We propose a simulation-based estimation approach using the Approximate Bayesian Computation (ABC) technique for estimating mean and standard deviation based on various sets of summary statistics found in published studies. We conduct a simulation study to compare the proposed ABC method with the existing methods of Hozo et al. (2005), Bland (2015), and Wan et al. (2014).
In the estimation of the standard deviation, our ABC method performs better than the other methods when data are generated from skewed or heavy-tailed distributions. The corresponding average relative error (ARE) approaches zero as sample size increases. In data generated from the normal distribution, our ABC performs well. However, the Wan et al. method is best for estimating standard deviation under normal distribution. In the estimation of the mean, our ABC method is best regardless of assumed distribution.

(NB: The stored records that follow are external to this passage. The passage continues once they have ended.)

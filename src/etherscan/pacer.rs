//! Outbound call pacing.
//!
//! Etherscan enforces per-key call rates (roughly 5/s with a key, far less
//! without). Every outbound call first waits for its slot here, so bursts of
//! client traffic are spread out instead of being rejected upstream.

use std::time::Duration;
use tokio::sync::Mutex;
use tokio::time::Instant;

/// Serializes outbound calls to at most one per `interval`.
#[derive(Debug)]
pub struct Pacer {
    interval: Duration,
    /// Earliest instant the next call may start.
    next_slot: Mutex<Instant>,
}

impl Pacer {
    /// Create a pacer. A zero interval disables pacing.
    pub fn new(interval: Duration) -> Self {
        Self {
            interval,
            next_slot: Mutex::new(Instant::now()),
        }
    }

    /// Wait until this caller may issue its call.
    ///
    /// Waiters are served in lock order; the lock is held while sleeping so
    /// slots are handed out one at a time.
    pub async fn wait(&self) {
        if self.interval.is_zero() {
            return;
        }

        let mut next = self.next_slot.lock().await;
        let now = Instant::now();
        if *next > now {
            tokio::time::sleep_until(*next).await;
        }
        *next = Instant::now() + self.interval;
    }

    /// Configured spacing between calls.
    pub fn interval(&self) -> Duration {
        self.interval
    }
}

#[cfg(test)]
mod tests {
    use super::*;
    use std::sync::Arc;

    #[tokio::test]
    async fn test_zero_interval_never_waits() {
        let pacer = Pacer::new(Duration::ZERO);
        let start = std::time::Instant::now();
        for _ in 0..100 {
            pacer.wait().await;
        }
        assert!(start.elapsed() < Duration::from_millis(50));
    }

    #[tokio::test]
    async fn test_calls_are_spaced() {
        let pacer = Arc::new(Pacer::new(Duration::from_millis(40)));
        let start = std::time::Instant::now();

        let mut handles = Vec::new();
        for _ in 0..3 {
            let p = pacer.clone();
            handles.push(tokio::spawn(async move { p.wait().await }));
        }
        for h in handles {
            h.await.unwrap();
        }

        // First call is immediate, the next two wait one interval each.
        assert!(start.elapsed() >= Duration::from_millis(80));
    }
}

ABC is a flexible method for estimating the study-specific mean and standard deviation for meta-analysis, especially with underlying skewed or heavy-tailed distributions. The ABC method can be applied using other reported summary statistics such as the posterior mean and 95 % credible interval when Bayesian analysis has been employed.
在对连续型结局进行荟萃分析时,需要所选研究的估计均值和标准差,以便获得平均效应的总体估计及其置信区间。如果这些量未在出版物中直接报告,则必须根据其他报告的汇总统计量进行估计,例如中位数、最小值、最大值和四分位数。
我们提出一种基于模拟的估计方法,使用近似贝叶斯计算(ABC)技术,根据已发表研究中发现的各种汇总统计量集来估计均值和标准差。我们进行了一项模拟研究,以将所提出的ABC方法与Hozo等人(2005年)、Bland(2015年)和Wan等人(2014年)的现有方法进行比较。
在标准差的估计中,当数据来自偏态或重尾分布时,我们的ABC方法比其他方法表现更好。随着样本量增加,相应的平均相对误差(ARE)趋近于零。在正态分布生成的数据中,我们的ABC方法表现良好。然而,Wan等人的方法在正态分布下估计标准差时最佳。在均值的估计中,无论假设的分布如何,我们的ABC方法都是最佳的。
ABC是一种灵活的方法,用于估计荟萃分析中特定研究的均值和标准差,特别是对于潜在的偏态或重尾分布。当采用贝叶斯分析时,ABC方法可以使用其他报告的汇总统计量,如后验均值和95%可信区间来应用。